We met their world renowned expert surgeons who could determine if her HI could be cured by removing part of or her entire pancreas rendering her a diabetic. We opted to take a conservative approach as she was stable and responding well to the medicine and they agreed and asked us to participate in their research study. They were collecting DNA samples and sending them off for genetic testing that would hopefully lead to an explanation. We gladly agreed to participate in the hopes that we would be able to cure Brenna of this disease. My pregnancy was uncomplicated with no Gestational Diabetes. However, I did have pre-eclampsia and thus was induced. I had a normal, drug-free, vaginal delivery and there is no family history of hyperinsulinism in our families. So, we hoped that this test would unlock the mystery of how we got here. Unfortunately, after weeks of waiting, the genetic test yielded inconclusive results. We had no idea what part of her DNA was affected, whether she could pass this on to her own children or if we would have more children with the same condition. Since she continued to respond so well to the prescribed medications, they were confident that she was well enough to go home. In April 2008, Brenna was discharged from CHOP with prescriptions for diazoxide, diuril, octreotide and an emergency glucagon kit. We were also educated on how to check and monitor her blood glucose at home and given her first of many glucometers and test strips.

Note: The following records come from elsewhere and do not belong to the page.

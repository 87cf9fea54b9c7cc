//! `PostgreSQL` binding.
//!
//! Queries are built at runtime with `sqlx::query_as` and decoded into
//! `FromRow` structs, so the crate builds without a live database.
//! The `battler.vote` primary key on `(poll_id, user_id)` is the double-vote
//! guard; `record_vote` inserts the ledger row and bumps the poll counter in
//! one transaction while holding the poll row lock.

use std::collections::HashSet;
use std::time::Duration;

use chrono::{DateTime, Utc};
use secrecy::SecretString;
use sqlx::{FromRow, PgPool, Postgres, Transaction};
use tracing::{debug, info, instrument};

use fit_battler_core::{
    Choice, Fit, FitComment, FitId, ItemId, Poll, PollId, PollStatus, SavedEntry, Tally, UserId,
    VoteRecord,
};

use super::{PollQuery, Store, StoreError, VoteInsert, create_pool};

const POLL_COLUMNS: &str = r"
    SELECT p.id, p.author_id, p.description, p.created_at, p.status,
           p.votes_a, p.votes_b,
           fa.id AS fit_a_id, fa.name AS fit_a_name, fa.item_ids AS fit_a_item_ids,
           fb.id AS fit_b_id, fb.name AS fit_b_name, fb.item_ids AS fit_b_item_ids
    FROM battler.poll p
    JOIN battler.fit fa ON fa.id = p.fit_a_id
    JOIN battler.fit fb ON fb.id = p.fit_b_id
";

const SAVED_COLUMNS: &str = r"
    SELECT s.user_id, s.poll_id, s.author_id, s.saved_at,
           f.id AS fit_id, f.name AS fit_name, f.item_ids AS fit_item_ids
    FROM battler.saved_fit s
    JOIN battler.fit f ON f.id = s.fit_id
";

#[derive(Debug, FromRow)]
struct PollRow {
    id: PollId,
    author_id: UserId,
    description: String,
    created_at: DateTime<Utc>,
    status: PollStatus,
    votes_a: i64,
    votes_b: i64,
    fit_a_id: FitId,
    fit_a_name: String,
    fit_a_item_ids: Vec<String>,
    fit_b_id: FitId,
    fit_b_name: String,
    fit_b_item_ids: Vec<String>,
}

impl TryFrom<PollRow> for Poll {
    type Error = StoreError;

    fn try_from(row: PollRow) -> Result<Self, Self::Error> {
        Ok(Self {
            id: row.id,
            author_id: row.author_id,
            description: row.description,
            fit_a: fit_from_parts(row.fit_a_id, row.fit_a_name, row.fit_a_item_ids),
            fit_b: fit_from_parts(row.fit_b_id, row.fit_b_name, row.fit_b_item_ids),
            created_at: row.created_at,
            status: row.status,
            votes: tally_from_counters(row.votes_a, row.votes_b)?,
        })
    }
}

#[derive(Debug, FromRow)]
struct FitRow {
    id: FitId,
    name: String,
    item_ids: Vec<String>,
}

impl From<FitRow> for Fit {
    fn from(row: FitRow) -> Self {
        fit_from_parts(row.id, row.name, row.item_ids)
    }
}

#[derive(Debug, FromRow)]
struct VoteRow {
    poll_id: PollId,
    user_id: UserId,
    choice: Choice,
    cast_at: DateTime<Utc>,
}

impl From<VoteRow> for VoteRecord {
    fn from(row: VoteRow) -> Self {
        Self {
            poll_id: row.poll_id,
            user_id: row.user_id,
            choice: row.choice,
            cast_at: row.cast_at,
        }
    }
}

#[derive(Debug, FromRow)]
struct SavedRow {
    user_id: UserId,
    poll_id: PollId,
    author_id: UserId,
    saved_at: DateTime<Utc>,
    fit_id: FitId,
    fit_name: String,
    fit_item_ids: Vec<String>,
}

impl From<SavedRow> for SavedEntry {
    fn from(row: SavedRow) -> Self {
        Self {
            poll_id: row.poll_id,
            user_id: row.user_id,
            author_id: row.author_id,
            fit: fit_from_parts(row.fit_id, row.fit_name, row.fit_item_ids),
            saved_at: row.saved_at,
        }
    }
}

#[derive(Debug, FromRow)]
struct CommentRow {
    id: fit_battler_core::CommentId,
    fit_id: FitId,
    author_id: UserId,
    body: String,
    created_at: DateTime<Utc>,
}

impl From<CommentRow> for FitComment {
    fn from(row: CommentRow) -> Self {
        Self {
            id: row.id,
            fit_id: row.fit_id,
            author_id: row.author_id,
            body: row.body,
            created_at: row.created_at,
        }
    }
}

#[derive(Debug, FromRow)]
struct LockedPollRow {
    status: PollStatus,
    votes_a: i64,
    votes_b: i64,
}

fn fit_from_parts(id: FitId, name: String, item_ids: Vec<String>) -> Fit {
    Fit {
        id,
        name,
        item_ids: item_ids.into_iter().map(ItemId::new).collect(),
    }
}

fn tally_from_counters(votes_a: i64, votes_b: i64) -> Result<Tally, StoreError> {
    let a = u64::try_from(votes_a)
        .map_err(|_| StoreError::DataCorruption(format!("negative votes_a: {votes_a}")))?;
    let b = u64::try_from(votes_b)
        .map_err(|_| StoreError::DataCorruption(format!("negative votes_b: {votes_b}")))?;
    Ok(Tally::new(a, b))
}

fn item_id_strings(fit: &Fit) -> Vec<String> {
    fit.item_ids
        .iter()
        .map(|id| id.as_str().to_owned())
        .collect()
}

/// Map unique-key collisions to [`StoreError::Conflict`].
fn conflict_on_unique(err: sqlx::Error, what: &str) -> StoreError {
    if let sqlx::Error::Database(ref db_err) = err
        && db_err.is_unique_violation()
    {
        return StoreError::Conflict(format!("{what} already exists"));
    }
    StoreError::Database(err)
}

/// A [`Store`] backed by `PostgreSQL`.
#[derive(Debug, Clone)]
pub struct PgStore {
    pool: PgPool,
}

impl PgStore {
    /// Wrap an existing pool.
    #[must_use]
    pub const fn new(pool: PgPool) -> Self {
        Self { pool }
    }

    /// Connect using the shared pool settings.
    ///
    /// # Errors
    ///
    /// Returns `StoreError::Database` if the connection cannot be established.
    pub async fn connect(
        database_url: &SecretString,
        acquire_timeout: Duration,
    ) -> Result<Self, StoreError> {
        let pool = create_pool(database_url, acquire_timeout).await?;
        info!("Connected to PostgreSQL");
        Ok(Self::new(pool))
    }

    /// The underlying pool.
    #[must_use]
    pub const fn pool(&self) -> &PgPool {
        &self.pool
    }

    /// Apply pending migrations from `crates/engine/migrations/`.
    ///
    /// # Errors
    ///
    /// Returns `StoreError::Migration` if a migration fails.
    #[instrument(skip(self))]
    pub async fn migrate(&self) -> Result<(), StoreError> {
        sqlx::migrate!("./migrations").run(&self.pool).await?;
        info!("Migrations complete");
        Ok(())
    }

    async fn insert_fit(tx: &mut Transaction<'_, Postgres>, fit: &Fit) -> Result<(), StoreError> {
        sqlx::query("INSERT INTO battler.fit (id, name, item_ids) VALUES ($1, $2, $3)")
            .bind(fit.id)
            .bind(&fit.name)
            .bind(item_id_strings(fit))
            .execute(&mut **tx)
            .await
            .map_err(|e| conflict_on_unique(e, "fit"))?;
        Ok(())
    }
}
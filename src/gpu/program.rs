//! Compiled device programs.
//!
//! A [`Program`] is one WGSL source built with one set of build flags on one
//! device. Building is eager: [`ProgramBuilder::build`] preprocesses, parses,
//! validates and creates the shader module, so a broken source fails at
//! construction rather than at the first launch.
//!
//! # Example
//!
//! ```rust,no_run
//! use gpuconv::gpu::{GpuTensor, KernelArg, ProgramBuilder, WgpuBackend, WgpuOptions};
//! use gpuconv::gpu::NoDevice;
//! use gpuconv::source::BundledSources;
//!
//! let backend = WgpuBackend::init(WgpuOptions::default())?;
//! let src = r#"
//! @group(0) @binding(0) var<storage, read_write> a: array<f32>;
//! struct Params { val: f32, }
//! @group(0) @binding(1) var<uniform> p: Params;
//! @compute @workgroup_size(64)
//! fn add(@builtin(global_invocation_id) gid: vec3<u32>) {
//!     if (gid.x < arrayLength(&a)) { a[gid.x] += p.val; }
//! }
//! "#;
//! let prog = ProgramBuilder::new()
//!     .source_text(src)
//!     .device(&backend)
//!     .build(&BundledSources, &NoDevice)?;
//!
//! let data = vec![1.0f32; 1000];
//! let buf = GpuTensor::upload(&backend, &data, vec![1000])?;
//! prog.run("add", &[1000], None, &[KernelArg::Buffer(&buf), KernelArg::Float(2.0)])?;
//! assert_eq!(buf.download(&backend)?, vec![3.0; 1000]);
//! # Ok::<(), gpuconv::ConvError>(())
//! ```

use std::borrow::Cow;
use std::collections::HashMap;
use std::sync::{Arc, Mutex};

use wgpu::util::DeviceExt;

use crate::config::ConfigError;
use crate::error::{ConvError, ConvResult};
use crate::gpu::shader::{BindingKind, ReflectedBinding, ShaderIr};
use crate::gpu::uniforms::{pack_scalars, ScalarWord};
use crate::gpu::backend::ErrorScopes;
use crate::gpu::{DeviceProvider, GpuImage, GpuTensor, WgpuBackend};
use crate::source::SourceResolver;

/// One positional kernel argument.
///
/// Resources bind to the entry point's bindings in ascending order; scalars
/// are packed, in order, into a uniform buffer bound after the last resource.
#[derive(Debug, Clone, Copy)]
pub enum KernelArg<'a> {
    /// Sampled image.
    Image(&'a GpuImage),
    /// Storage buffer.
    Buffer(&'a GpuTensor),
    /// Signed 32-bit scalar.
    Int(i32),
    /// Unsigned 32-bit scalar.
    Uint(u32),
    /// 32-bit float scalar.
    Float(f32),
}

impl KernelArg<'_> {
    fn scalar_word(&self) -> Option<ScalarWord> {
        match *self {
            KernelArg::Int(v) => Some(v.into()),
            KernelArg::Uint(v) => Some(v.into()),
            KernelArg::Float(v) => Some(v.into()),
            KernelArg::Image(_) | KernelArg::Buffer(_) => None,
        }
    }

    fn kind_name(&self) -> &'static str {
        match self {
            KernelArg::Image(_) => "image",
            KernelArg::Buffer(_) => "buffer",
            KernelArg::Int(_) => "i32",
            KernelArg::Uint(_) => "u32",
            KernelArg::Float(_) => "f32",
        }
    }
}

/// Builder for [`Program`].
#[derive(Debug, Default)]
pub struct ProgramBuilder<'a> {
    source_id: Option<String>,
    source_text: Option<String>,
    build_flags: String,
    label: Option<String>,
    device: Option<&'a WgpuBackend>,
}

impl<'a> ProgramBuilder<'a> {
    /// Creates an empty builder.
    pub fn new() -> Self {
        Self::default()
    }

    /// Source identifier to resolve. Takes precedence over literal text.
    pub fn source_id(mut self, id: impl Into<String>) -> Self {
        self.source_id = Some(id.into());
        self
    }

    /// Literal WGSL source.
    pub fn source_text(mut self, text: impl Into<String>) -> Self {
        self.source_text = Some(text.into());
        self
    }

    /// Build flags, e.g. `"-D SHORTTYPE"`.
    pub fn build_flags(mut self, flags: impl Into<String>) -> Self {
        self.build_flags = flags.into();
        self
    }

    /// Label used for wgpu objects and diagnostics.
    pub fn label(mut self, label: impl Into<String>) -> Self {
        self.label = Some(label.into());
        self
    }

    /// Device to build on. Without one, `build` asks the device provider.
    pub fn device(mut self, device: &'a WgpuBackend) -> Self {
        self.device = Some(device);
        self
    }

    /// Resolves source and device and compiles the program.
    ///
    /// # Errors
    ///
    /// - `ConvError::Config` if no source is given or it is empty.
    /// - `ConvError::DeviceUnavailable` if no device is given or provided.
    /// - `ConvError::Compile` if the flags or source are rejected.
    pub fn build<R, P>(self, resolver: &R, devices: &P) -> ConvResult<Program>
    where
        R: SourceResolver + ?Sized,
        P: DeviceProvider + ?Sized,
    {
        let source = match (&self.source_id, self.source_text) {
            (Some(id), _) => resolver.load_source(id)?,
            (None, Some(text)) => text,
            (None, None) => return Err(ConfigError::MissingSource.into()),
        };
        let label = self
            .label
            .or_else(|| self.source_id.clone())
            .unwrap_or_else(|| "inline".to_string());
        if source.trim().is_empty() {
            return Err(ConfigError::EmptySource(label).into());
        }

        let provided;
        let backend = match self.device {
            Some(device) => device,
            None => {
                provided = devices.default_device().ok_or_else(|| {
                    ConvError::device_unavailable("no device given and no default device found")
                })?;
                &*provided
            }
        };

        Program::compile(backend, label, self.source_id, &source, self.build_flags)
    }
}

struct CompiledKernel {
    pipeline: wgpu::ComputePipeline,
    bind_group_layout: wgpu::BindGroupLayout,
    bindings: Vec<ReflectedBinding>,
    workgroup_size: [u32; 3],
}

/// A program compiled for one device with one set of build flags.
pub struct Program {
    device: Arc<wgpu::Device>,
    queue: Arc<wgpu::Queue>,
    error_scopes: ErrorScopes,
    max_workgroups: u32,
    source_id: Option<String>,
    build_flags: String,
    ir: ShaderIr,
    module: wgpu::ShaderModule,
    kernels: Mutex<HashMap<String, Arc<CompiledKernel>>>,
}
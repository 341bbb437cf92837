//! Packing of scalar kernel arguments into a uniform buffer.
//!
//! WGSL entry points cannot take scalar parameters, so scalar arguments are
//! written, in order, into one uniform buffer that the kernel declares as a
//! struct of 4-byte fields.
//!
//! # Memory Layout
//!
//! Every scalar occupies one 4-byte word, so a kernel struct made of `i32`,
//! `u32` and `f32` fields lines up field by field:
//!
//! ```text
//! Offset  Size  Field (convolve3d)
//! 0       4     nz
//! 4       4     ny
//! 8       4     nx
//! 12      4     hz
//! 16      4     hy
//! 20      4     hx
//! 24      8     padding
//! ```
//!
//! The total is rounded up to 16 bytes (one vec4), the alignment of
//! uniform structs.

use bytemuck::{Pod, Zeroable};

/// Uniform buffer alignment in bytes.
pub const UNIFORM_ALIGNMENT: usize = 16;

/// One 4-byte word of a scalar argument block.
#[repr(C)]
#[derive(Copy, Clone, Debug, PartialEq, Eq, Pod, Zeroable)]
pub struct ScalarWord(pub u32);

impl From<i32> for ScalarWord {
    fn from(value: i32) -> Self {
        Self(bytemuck::cast(value))
    }
}

impl From<u32> for ScalarWord {
    fn from(value: u32) -> Self {
        Self(value)
    }
}

impl From<f32> for ScalarWord {
    fn from(value: f32) -> Self {
        Self(value.to_bits())
    }
}

/// Packs scalar words into bytes padded to [`UNIFORM_ALIGNMENT`].
pub fn pack_scalars(words: &[ScalarWord]) -> Vec<u8> {
    let mut bytes = bytemuck::cast_slice::<ScalarWord, u8>(words).to_vec();
    let padded = bytes.len().div_ceil(UNIFORM_ALIGNMENT).max(1) * UNIFORM_ALIGNMENT;
    bytes.resize(padded, 0);
    bytes
}
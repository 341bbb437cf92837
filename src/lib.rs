//! # gpuconv - Edge-Clamped N-d Convolution on the GPU
//!
//! Dimension-agnostic convolution of 1D signals, 2D images and 3D volumes
//! with a single call. Out-of-range samples are clamped to the nearest edge
//! along each axis (edge replication), so a constant input stays constant
//! under any normalized kernel.
//!
//! ## Architecture
//! - [`dispatch`]: validates arrays, picks a kernel by `(rank, element type)`
//! - [`gpu`]: wgpu device, buffers, images and the program builder
//! - [`source`]: kernel source lookup, bundled or from disk
//! - [`preprocess`]: `-D` build flags and `#ifdef` blocks for WGSL
//!
//! ## Usage
//! ```rust,no_run
//! use gpuconv::{Convolver, HostArray};
//!
//! let convolver = Convolver::new();
//! let data = HostArray::from_u16(vec![2, 3], vec![1, 2, 3, 4, 5, 6])?;
//! let h = HostArray::filled(vec![3, 3], 1.0 / 9.0)?;
//!
//! // uint16 data, float32 result
//! let out = convolver.convolve(&data, &h, None)?;
//! assert_eq!(out.shape(), &[2, 3]);
//! # Ok::<(), gpuconv::ConvError>(())
//! ```

pub mod array;
pub mod config;
pub mod dispatch;
pub mod error;
pub mod gpu;
pub mod preprocess;
pub mod source;

// Re-exports
pub use array::{ArrayData, ElementType, HostArray};
pub use config::{ConfigError, ConvolveConfig, DEFAULT_MAX_KERNEL_LEN, DEFAULT_SOURCE_ID};
pub use dispatch::{convolve, select_variant, Convolver, KernelVariant, LaunchGeometry, SUPPORTED_TYPES};
pub use error::{ConvError, ConvResult};
pub use gpu::{DefaultDeviceProvider, DeviceProvider, NoDevice, WgpuBackend, WgpuOptions};
pub use source::{BundledSources, ShaderDir, SourceResolver};

/// Library version
pub const VERSION: &str = env!("CARGO_PKG_VERSION");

Three months after discharge from CHOP we had to stop the Octreotide when she had an episode of dangerously high blood sugar. Doctors at CHOP recommended that we eliminate the Octreotide from her regime because her appetite had somewhat improved with her curious palate that began to enjoy a variety of solid foods more than formula. In the spring of 2009 we started to become anxious and suspicious about Brenna’s developmental milestones. Brenna was a late walker and talker and still can take or leave eating (unless it was something she REALLY loves such as M&M’s, hot dogs, chicken nuggets…typical childlike fare). We had her assessed by speech, occupational and physical therapists and they confirmed one of our worst fears. She had significant delays in all three areas but they were confident that with their help, she could regain and overcome these deficits. So, we enrolled her in early intervention services with our local school district where she has undergone years of Speech, Occupational and Physical Therapy to combat the challenges of her developmental delays which she may live with for the rest of her life. To this day, I still relive the emotional roller coaster when our HI journey first began but in spite of all this, we are grateful. While Brenna has overcome much so much in the past few years, she still has significant cognitive and developmental delays.

Through it all she remains positive. She is funny, loving and sees the beauty and the best in everything and everyone. Sometimes, I get off the roller coaster long enough to observe our feisty little girl who is growing up and making strides and then I feel them. The infinite possibilities, and I immerse myself in the wonder. What will she become when she grows up? The answer is simple…anything she wants. While we don’t have all the answers we know one thing for certain she will always be her Mommy’s baby and her Daddy’s girl, just like we dreamed she would be.